PCI DSSにおけるDB暗号化のハードルとして、要件3、要件7、要件9、要件10が挙げられるが、「その部分の対応をシングルソリューションで導入できるのがDataSecureの特徴です」と日本セーフネット エンタープライズセキュリティ事業部 シニアセキュリティエンジニア 高岡隆佳氏は説明する。業界初のハードウェアセキュリティモジュール(HSM)ベースのDataSecureでは、「透過的なDB暗号化」と「パフォーマンスの高いトークナイゼーション」を可能にしている。
トークナイゼーションでPCI DSSの審査対象を縮小
海外では数億円のコスト削減を削減した事例も
データベースの暗号化では、アプリケーションの透過的な暗号データアクセスを実現。データをマスキングすることで、内部のデータ管理者からの情報漏えいを防止する。また、HSMによる鍵管理に加え、幅広いDBにも対応可能だ。さらに、設定変更に複数の管理者認証が必要となる管理者の職務分掌機能も備えており、情報漏えいのリスクを軽減している。
同ソリューションは海外でPCI DSS対策としても多数の実績がある。ある企業では自社顧客のクレジットカード情報を含む機密情報の暗号化として採用され、Oracle11gとSQL2008サーバの混在環境を統合管理することに成功している。一方、あるリアル加盟店では、POS端末に「ProtectApp(暗号化エージェントソフト)」をインストールし、POSセンター側にアプライアンスを設置。この構成により、POS端末・インターネット通信・POSサーバ・DBサーバ間を通過するクレジットカード情報は、End-to-Endで暗号化され、その状態でDBに格納されているそうだ。
一方、トークナイゼーションは暗号化以上にセキュアなデータ方式であり、クレジットカードなどのデータを無作為なトークンに置き換えることが可能だ。大部分のカードデータアクセスがトークン化されることで、そのデータを機密情報ではなくすことができる。
トークナイゼーションの処理では、ユーザーの機密情報を「Data Vault」に保管する。機密データはDataSecureで暗号化し、暗号化データに対し、トークンを発行。その対となるデータをData Vaultに保管する。また、トークンで置き換えた値をDBに格納する。
「クレジットカードなどの機密データをトークンに置き換えることにより、業務系アプリケーションとユーザー系アプリケーションはPCI DSSの審査の対象から外すことができます。PCI DSSのQSA(認定セキュリティ評価機関)による訪問審査の7~8割のコストを削減することが可能であり、海外のNSR社では数億というレベルで審査コストを削減できました」(高岡氏)
最小構成費用は1,200万円程度
Tokenizetion Manager3.0もリリース
DataSecure は、Visaが2010年7月に発表した「Visa Best Practices for Tokenization」の項目も満たしているという。

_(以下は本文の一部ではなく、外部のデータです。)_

//! Registry of rooms and the turn-based game state machine.
//!
//! Every mutating call takes the room's map entry for its whole
//! validate-then-apply sequence, so operations on one room are strictly
//! ordered while different rooms only contend on a shared shard.

use std::time::{Duration, Instant};

use dashmap::mapref::entry::Entry;
use dashmap::DashMap;
use serde::{Deserialize, Serialize};

use super::board::{Board, Cell, Mark, Verdict, CELLS};

#[derive(Debug, Clone, Copy, PartialEq, Eq, Serialize, Deserialize)]
#[serde(rename_all = "lowercase")]
pub enum Status {
    Waiting,
    Playing,
    Finished,
}

#[derive(Debug, Clone, PartialEq, Eq)]
pub enum Outcome {
    Winner(String),
    Draw,
}

#[derive(Debug, Clone)]
pub struct Room {
    players: Vec<String>,
    board: Board,
    current_player: String,
    status: Status,
    outcome: Option<Outcome>,
    updated_at: Instant,
    finished_at: Option<Instant>,
}

/// Full room state as sent to clients.
#[derive(Debug, Clone, PartialEq, Eq, Serialize, Deserialize)]
#[serde(rename_all = "camelCase")]
pub struct RoomSnapshot {
    pub players: Vec<String>,
    pub board: [Cell; CELLS],
    pub current_player: String,
    pub game_state: GameState,
}

/// `winner` is `None` both while the game runs and after a draw.
#[derive(Debug, Clone, PartialEq, Eq, Serialize, Deserialize)]
pub struct GameState {
    pub status: Status,
    pub winner: Option<String>,
}

#[derive(thiserror::Error, Debug, Clone, PartialEq, Eq)]
pub enum RoomError {
    #[error("Room id must not be empty")]
    InvalidRoomId,
    #[error("Username must not be empty")]
    InvalidUsername,
    #[error("Room already exists")]
    RoomExists,
    #[error("Room not found")]
    RoomNotFound,
    #[error("Room is full")]
    RoomFull,
    #[error("Username already in room")]
    DuplicateUsername,
    #[error("You are not a player in this room")]
    NotAMember,
    #[error("Waiting for an opponent to join")]
    GameNotStarted,
    #[error("Not your turn")]
    NotYourTurn,
    #[error("Invalid position")]
    InvalidPosition,
    #[error("Game is already finished")]
    GameAlreadyFinished,
}

impl Room {
    fn new(creator: &str, now: Instant) -> Self {
        Room {
            players: vec![creator.to_string()],
            board: Board::new(),
            current_player: creator.to_string(),
            status: Status::Waiting,
            outcome: None,
            updated_at: now,
            finished_at: None,
        }
    }

    fn seat_of(&self, username: &str) -> Option<usize> {
        self.players.iter().position(|p| p == username)
    }

    pub fn outcome(&self) -> Option<&Outcome> { self.outcome.as_ref() }

    pub fn snapshot(&self) -> RoomSnapshot {
        let winner = match &self.outcome {
            Some(Outcome::Winner(name)) => Some(name.clone()),
            Some(Outcome::Draw) | None => None,
        };
        RoomSnapshot {
            players: self.players.clone(),
            board: *self.board.cells(),
            current_player: self.current_player.clone(),
            game_state: GameState { status: self.status, winner },
        }
    }

    /// Writes the mover's mark and advances the state machine. The move must
    /// already be validated.
    fn apply_move(&mut self, seat: usize, position: usize, now: Instant) {
        self.board.place(position, Mark::for_seat(seat));
        self.updated_at = now;
        match self.board.verdict() {
            Verdict::Line(_) => {
                let winner = self.players[seat].clone();
                self.finish(Outcome::Winner(winner), now);
            }
            Verdict::Full => self.finish(Outcome::Draw, now),
            Verdict::Open => self.current_player = self.players[1 - seat].clone(),
        }
    }

    // current_player is left on the last mover.
    fn finish(&mut self, outcome: Outcome, now: Instant) {
        self.status = Status::Finished;
        self.outcome = Some(outcome);
        self.finished_at = Some(now);
    }

    fn is_expired(&self, now: Instant, finished_ttl: Duration, idle_ttl: Duration) -> bool {
        let finished_long_ago = self
            .finished_at
            .map(|at| now.saturating_duration_since(at) >= finished_ttl)
            .unwrap_or(false);
        finished_long_ago || now.saturating_duration_since(self.updated_at) >= idle_ttl
    }
}

#[derive(Debug, Default)]
pub struct RoomRegistry {
    rooms: DashMap<String, Room>,
}

impl RoomRegistry {
    pub fn new() -> Self { Self { rooms: DashMap::new() } }

    pub fn len(&self) -> usize { self.rooms.len() }

    pub fn is_empty(&self) -> bool { self.rooms.is_empty() }

    pub fn snapshot(&self, room_id: &str) -> Option<RoomSnapshot> {
        self.rooms.get(room_id).map(|r| r.snapshot())
    }

    pub fn create_room(&self, room_id: &str, username: &str) -> Result<RoomSnapshot, RoomError> {
        if room_id.is_empty() { return Err(RoomError::InvalidRoomId); }
        if username.is_empty() { return Err(RoomError::InvalidUsername); }
        match self.rooms.entry(room_id.to_string()) {
            Entry::Occupied(_) => Err(RoomError::RoomExists),
            Entry::Vacant(slot) => {
                let room = Room::new(username, Instant::now());
                let snapshot = room.snapshot();
                slot.insert(room);
                tracing::info!(%room_id, %username, "room created");
                Ok(snapshot)
            }
        }
    }

    /// Seats `username` as the second player. The creator keeps the first move.
    pub fn join_room(&self, room_id: &str, username: &str) -> Result<RoomSnapshot, RoomError> {
        if username.is_empty() { return Err(RoomError::InvalidUsername); }
        let mut room = self.rooms.get_mut(room_id).ok_or(RoomError::RoomNotFound)?;
        if room.players.len() >= 2 { return Err(RoomError::RoomFull); }
        if room.seat_of(username).is_some() { return Err(RoomError::DuplicateUsername); }
        room.players.push(username.to_string());
        room.status = Status::Playing;
        room.updated_at = Instant::now();
        tracing::info!(%room_id, %username, "player joined");
        Ok(room.snapshot())
    }

    pub fn rejoin_room(&self, room_id: &str, username: &str) -> Result<RoomSnapshot, RoomError> {
        let mut room = self.rooms.get_mut(room_id).ok_or(RoomError::RoomNotFound)?;
        if room.seat_of(username).is_none() { return Err(RoomError::NotAMember); }
        room.updated_at = Instant::now();
        Ok(room.snapshot())
    }

    /// Membership is kept; leaving never forfeits the game.
    pub fn leave_room(&self, room_id: &str, username: &str) -> Result<RoomSnapshot, RoomError> {
        let room = self.rooms.get(room_id).ok_or(RoomError::RoomNotFound)?;
        if room.seat_of(username).is_none() { return Err(RoomError::NotAMember); }
        Ok(room.snapshot())
    }

    pub fn make_move(&self, room_id: &str, position: usize, username: &str) -> Result<RoomSnapshot, RoomError> {
        let mut room = self.rooms.get_mut(room_id).ok_or(RoomError::RoomNotFound)?;
        let seat = room.seat_of(username).ok_or(RoomError::NotAMember)?;
        match room.status {
            Status::Finished => return Err(RoomError::GameAlreadyFinished),
            Status::Waiting => return Err(RoomError::GameNotStarted),
            Status::Playing => {}
        }
        if room.current_player != username { return Err(RoomError::NotYourTurn); }
        if !room.board.is_playable(position) { return Err(RoomError::InvalidPosition); }

        room.apply_move(seat, position, Instant::now());
        if let Some(outcome) = room.outcome() {
            tracing::info!(%room_id, ?outcome, "game finished");
        }
        Ok(room.snapshot())
    }

    /// Drops rooms finished at least `finished_ttl` ago and rooms untouched for
    /// `idle_ttl`. Returns the removed room ids.
    pub fn prune(&self, now: Instant, finished_ttl: Duration, idle_ttl: Duration) -> Vec<String> {
        let mut removed = Vec::new();
        self.rooms.retain(|id, room| {
            let expired = room.is_expired(now, finished_ttl, idle_ttl);
            if expired { removed.push(id.clone()); }
            !expired
        });
        removed
    }
}
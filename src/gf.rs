//! Arithmetic over the Galois field GF(2^8).
//!
//! Elements are bytes. Addition is XOR; multiplication and division go
//! through discrete-log/exponent tables relative to the generator `2` of
//! the field defined by `x^8 + x^4 + x^3 + x^2 + 1` (0x11d). The tables are
//! built once, on first use, and are read-only for the rest of the process.

use core::fmt;
use core::ops::{Add, AddAssign, Mul, MulAssign, Sub, SubAssign};

use lazy_static::lazy_static;

use crate::error::FecError;

/// The irreducible polynomial defining the field, with the `x^8` term.
pub const POLYNOMIAL: u16 = 0x11d;

/// Generator of the multiplicative group (order 255).
pub const GENERATOR: u8 = 2;

struct Tables {
    /// `exp[i] = GENERATOR^i`, doubled so `log[a] + log[b]` never needs a reduction.
    exp: [u8; 510],
    log: [u8; 256],
    /// Full product table, indexed `mul[a][b]`.
    mul: Vec<[u8; 256]>,
}

impl Tables {
    fn build() -> Self {
        let mut exp = [0u8; 510];
        let mut log = [0u8; 256];

        let mut x: u16 = 1;
        for i in 0..255 {
            exp[i] = x as u8;
            log[x as usize] = i as u8;
            x <<= 1;
            if x & 0x100 != 0 {
                x ^= POLYNOMIAL;
            }
        }
        for i in 255..510 {
            exp[i] = exp[i - 255];
        }

        let mut mul = vec![[0u8; 256]; 256];
        for a in 1..256 {
            for b in 1..256 {
                mul[a][b] = exp[log[a] as usize + log[b] as usize];
            }
        }

        Tables { exp, log, mul }
    }
}

lazy_static! {
    static ref TABLES: Tables = Tables::build();
}

/// Adds two field elements. Subtraction is the same operation.
#[inline]
pub fn add(a: u8, b: u8) -> u8 {
    a ^ b
}

/// Multiplies two field elements.
#[inline]
pub fn mul(a: u8, b: u8) -> u8 {
    TABLES.mul[a as usize][b as usize]
}

/// Divides `a` by `b`.
///
/// # Errors
///
/// Returns [`FecError::DivisionByZero`] when `b` is zero.
#[inline]
pub fn div(a: u8, b: u8) -> Result<u8, FecError> {
    if b == 0 {
        return Err(FecError::DivisionByZero);
    }
    if a == 0 {
        return Ok(0);
    }
    let t = &*TABLES;
    Ok(t.exp[t.log[a as usize] as usize + 255 - t.log[b as usize] as usize])
}

/// Multiplicative inverse of `a`.
///
/// # Errors
///
/// Returns [`FecError::DivisionByZero`] when `a` is zero.
#[inline]
pub fn inv(a: u8) -> Result<u8, FecError> {
    div(1, a)
}

/// `GENERATOR^i`.
#[inline]
pub fn exp(i: usize) -> u8 {
    TABLES.exp[i % 255]
}

/// `dst[i] = c * src[i]` over the shorter of the two slices.
pub fn mul_slice(dst: &mut [u8], src: &[u8], c: u8) {
    let row = &TABLES.mul[c as usize];
    for (d, &s) in dst.iter_mut().zip(src) {
        *d = row[s as usize];
    }
}

/// `dst[i] += c * src[i]` over the shorter of the two slices.
pub fn addmul_slice(dst: &mut [u8], src: &[u8], c: u8) {
    if c == 0 {
        return;
    }
    let row = &TABLES.mul[c as usize];
    for (d, &s) in dst.iter_mut().zip(src) {
        *d ^= row[s as usize];
    }
}

/// A GF(2^8) element with the field operations as operators.
///
/// Division by zero is an error, so division is [`Gf::checked_div`] and
/// [`Gf::inv`] rather than an operator.
#[derive(Clone, Copy, Default, PartialEq, Eq, Hash)]
pub struct Gf(pub u8);

impl Gf {
    pub const ZERO: Gf = Gf(0);
    pub const ONE: Gf = Gf(1);

    pub fn is_zero(self) -> bool {
        self.0 == 0
    }

    pub fn inv(self) -> Result<Gf, FecError> {
        inv(self.0).map(Gf)
    }

    pub fn checked_div(self, rhs: Gf) -> Result<Gf, FecError> {
        div(self.0, rhs.0).map(Gf)
    }
}

impl fmt::Debug for Gf {
    fn fmt(&self, f: &mut fmt::Formatter<'_>) -> fmt::Result {
        write!(f, "Gf({:#04x})", self.0)
    }
}

impl fmt::Display for Gf {
    fn fmt(&self, f: &mut fmt::Formatter<'_>) -> fmt::Result {
        write!(f, "{:#04x}", self.0)
    }
}

impl From<u8> for Gf {
    fn from(value: u8) -> Self {
        Gf(value)
    }
}

impl From<Gf> for u8 {
    fn from(value: Gf) -> Self {
        value.0
    }
}

impl Add for Gf {
    type Output = Gf;

    fn add(self, rhs: Gf) -> Gf {
        Gf(add(self.0, rhs.0))
    }
}

impl Sub for Gf {
    type Output = Gf;

    fn sub(self, rhs: Gf) -> Gf {
        Gf(add(self.0, rhs.0))
    }
}

impl Mul for Gf {
    type Output = Gf;

    fn mul(self, rhs: Gf) -> Gf {
        Gf(mul(self.0, rhs.0))
    }
}

impl AddAssign for Gf {
    fn add_assign(&mut self, rhs: Gf) {
        self.0 ^= rhs.0;
    }
}

impl SubAssign for Gf {
    fn sub_assign(&mut self, rhs: Gf) {
        self.0 ^= rhs.0;
    }
}

impl MulAssign for Gf {
    fn mul_assign(&mut self, rhs: Gf) {
        *self = *self * rhs;
    }
}
//! Erasure rebuild, in-place correction, and the combined decode.
//!
//! [`FecCode::rebuild`] trusts its input and interpolates the message from
//! `required` shares. [`FecCode::correct`] finds the columns where the shares
//! disagree with each other and runs Berlekamp-Welch on those only, which is
//! much cheaper than [`FecCode::berlekamp_welch`] when most columns are clean.

use tracing::debug;

use crate::berlekamp_welch::Workspace;
use crate::code::FecCode;
use crate::error::FecError;
use crate::gf::{self, Gf};
use crate::poly;
use crate::share::{Share, ShareSink};

impl FecCode {
    /// Positions of the first `required` shares with distinct numbers.
    fn distinct_base(&self, shares: &[Share]) -> Result<Vec<usize>, FecError> {
        let mut seen = [false; 256];
        let mut base = Vec::with_capacity(self.k);
        for (pos, share) in shares.iter().enumerate() {
            if !seen[share.number as usize] {
                seen[share.number as usize] = true;
                base.push(pos);
                if base.len() == self.k {
                    return Ok(base);
                }
            }
        }
        Err(FecError::InsufficientShares {
            needed: self.k,
            got: base.len(),
        })
    }

    /// Weights mapping the values of the `base` shares to the value at `x`.
    fn weights_at(&self, shares: &[Share], base: &[usize], x: Gf) -> Result<Vec<u8>, FecError> {
        let nodes: Vec<Gf> = base
            .iter()
            .map(|&pos| self.points()[shares[pos].number as usize])
            .collect();
        let mut weights = vec![Gf::ZERO; base.len()];
        poly::lagrange_weights(&nodes, x, &mut weights)?;
        Ok(weights.into_iter().map(u8::from).collect())
    }

    /// Rebuilds the message from the first `required` distinct shares,
    /// without any error correction, and hands the `required` message rows
    /// to `sink` in increasing number order.
    ///
    /// # Arguments
    ///
    /// * `shares` - Shares in any order. Only the first `required` with
    ///   distinct numbers are read, so corrupted shares corrupt the output.
    /// * `sink` - Receives the message rows.
    ///
    /// # Errors
    ///
    /// [`FecError::InsufficientShares`] if fewer than `required` distinct
    /// share numbers are present, plus the share checks of
    /// [`FecCode::berlekamp_welch`].
    pub fn rebuild<S>(&self, shares: &[Share], sink: &mut S) -> Result<(), FecError>
    where
        S: ShareSink + ?Sized,
    {
        let block = self.check_shares(shares)?;
        let base = self.distinct_base(shares)?;

        let decode_matrix = (0..self.k)
            .map(|j| self.weights_at(shares, &base, self.points()[j]))
            .collect::<Result<Vec<_>, _>>()?;

        debug!(k = self.k, block, "rebuilding message rows");

        let mut row = vec![0u8; block];
        for (j, weights) in decode_matrix.iter().enumerate() {
            row.fill(0);
            for (&pos, &w) in base.iter().zip(weights) {
                gf::addmul_slice(&mut row, &shares[pos].data, w);
            }
            sink.put(j, self.n, &row);
        }
        Ok(())
    }

    /// Corrects errors in `shares` in place.
    ///
    /// Every share beyond the first `required` distinct ones is predicted
    /// from those; columns where any prediction misses are decoded with
    /// Berlekamp-Welch and every share's byte in that column is rewritten
    /// from the recovered codeword. Shares are left untouched on error.
    ///
    /// # Errors
    ///
    /// As [`FecCode::berlekamp_welch`], plus [`FecError::InsufficientShares`]
    /// if fewer than `required` distinct share numbers are present.
    pub fn correct(&self, shares: &mut [Share]) -> Result<(), FecError> {
        let block = self.check_shares(shares)?;
        let base = self.distinct_base(shares)?;

        let mut dirty = vec![false; block];
        let mut syndrome = vec![0u8; block];
        for (pos, share) in shares.iter().enumerate() {
            if base.contains(&pos) {
                continue;
            }
            let weights = self.weights_at(shares, &base, self.points()[share.number as usize])?;
            syndrome.copy_from_slice(&share.data);
            for (&b, &w) in base.iter().zip(&weights) {
                gf::addmul_slice(&mut syndrome, &shares[b].data, w);
            }
            for (d, &s) in dirty.iter_mut().zip(&syndrome) {
                *d |= s != 0;
            }
        }

        let dirty_columns: Vec<usize> = (0..block).filter(|&c| dirty[c]).collect();
        if dirty_columns.is_empty() {
            debug!(block, "all columns consistent");
            return Ok(());
        }

        let mut ws = Workspace::new(self, shares);
        let mut fixes = Vec::new();
        for &column in &dirty_columns {
            ws.load_column(shares, column);
            ws.solve(column)?;
            for (pos, share) in shares.iter().enumerate() {
                let value = poly::evaluate(ws.message(), self.points()[share.number as usize]).0;
                if value != share.data[column] {
                    fixes.push((pos, column, value));
                }
            }
        }

        debug!(
            block,
            dirty = dirty_columns.len(),
            fixed = fixes.len(),
            "corrected shares"
        );
        for (pos, column, value) in fixes {
            shares[pos].data[column] = value;
        }
        Ok(())
    }

    /// Corrects a copy of `shares` and rebuilds the message from it.
    ///
    /// Produces the same output and errors as [`FecCode::berlekamp_welch`] on
    /// shares with distinct numbers, but only pays for Berlekamp-Welch on
    /// columns that actually contain errors.
    ///
    /// # Arguments
    ///
    /// * `shares` - At least `required` shares with distinct numbers.
    /// * `sink` - Optional receiver of the decoded message rows. Without one
    ///   the shares are only checked for decodability.
    ///
    /// # Errors
    ///
    /// As [`FecCode::berlekamp_welch`], plus [`FecError::InsufficientShares`]
    /// if fewer than `required` distinct share numbers are present.
    pub fn decode(&self, shares: &[Share], sink: Option<&mut dyn ShareSink>) -> Result<(), FecError> {
        let mut fixed = shares.to_vec();
        self.correct(&mut fixed)?;
        match sink {
            Some(sink) => self.rebuild(&fixed, sink),
            None => Ok(()),
        }
    }
}
//! Polynomials over GF(2^8) stored as flat coefficient slices.
//!
//! Index `i` holds the coefficient of `x^i`. The decoder keeps these in
//! preallocated buffers, so everything here works on borrowed slices.

use crate::error::FecError;
use crate::gf::Gf;

/// Evaluates the polynomial at `x` (Horner's rule).
pub fn evaluate(coefficients: &[Gf], x: Gf) -> Gf {
    let mut result = Gf::ZERO;
    for &coeff in coefficients.iter().rev() {
        result = result * x + coeff;
    }
    result
}

/// Long division of `dividend` by `divisor`.
///
/// Writes the quotient into `quotient` and leaves the remainder in the low
/// `divisor.len() - 1` coefficients of `dividend` (everything above is zeroed
/// by the elimination). `quotient` must hold `dividend.len() - divisor.len() + 1`
/// coefficients; when the dividend is shorter than the divisor the quotient is
/// empty and the dividend is already the remainder.
///
/// # Errors
///
/// Returns [`FecError::DivisionByZero`] if the divisor's leading coefficient is zero.
pub fn div_rem(dividend: &mut [Gf], divisor: &[Gf], quotient: &mut [Gf]) -> Result<(), FecError> {
    let lead = match divisor.last() {
        Some(&lead) if !lead.is_zero() => lead,
        _ => return Err(FecError::DivisionByZero),
    };
    if dividend.len() < divisor.len() {
        return Ok(());
    }

    let deg = divisor.len() - 1;
    let lead_inv = lead.inv()?;
    for i in (0..dividend.len() - deg).rev() {
        let coeff = dividend[i + deg] * lead_inv;
        quotient[i] = coeff;
        if coeff.is_zero() {
            continue;
        }
        for (j, &d) in divisor.iter().enumerate() {
            dividend[i + j] -= coeff * d;
        }
    }
    Ok(())
}

/// True when every coefficient is zero.
pub fn is_zero(coefficients: &[Gf]) -> bool {
    coefficients.iter().all(|c| c.is_zero())
}

/// Lagrange weights of `nodes` at `x`.
///
/// Writes `weights[j] = L_j(x)`, where `L_j` is the basis polynomial that is
/// one at `nodes[j]` and zero at every other node. For any polynomial `p` of
/// degree below `nodes.len()`, `p(x) = sum_j weights[j] * p(nodes[j])`.
///
/// # Errors
///
/// Returns [`FecError::DivisionByZero`] if two nodes coincide.
pub fn lagrange_weights(nodes: &[Gf], x: Gf, weights: &mut [Gf]) -> Result<(), FecError> {
    for (i, &a) in nodes.iter().enumerate() {
        let mut weight = Gf::ONE;

        for (j, &b) in nodes.iter().enumerate() {
            if i != j {
                let top = x - b;
                let bottom = a - b;
                weight *= top.checked_div(bottom)?;
            }
        }

        weights[i] = weight;
    }
    Ok(())
}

DB暗号化およびトークナイゼーション実装の最小構成費用は、1,200万円程度。国内ではPCI DSS対応としての採用実績はまだないが、引き合いは増えてきているそうだ。同社では暗号化、鍵管理、アクセス制御を効率的に実装するソリューションとして販売を強化する方針だ。
なお、2011年11月には、トークン化を行う「Tokenizetion Manager3.0」もリリースする。これは、英字を含むデータ、メールアドレス、日付などトークナイゼーション対応データタイプを拡充し、Data Vaultの鍵更新やそれをサポートするDBを増やすことでパフォーマンスの向上を図るという。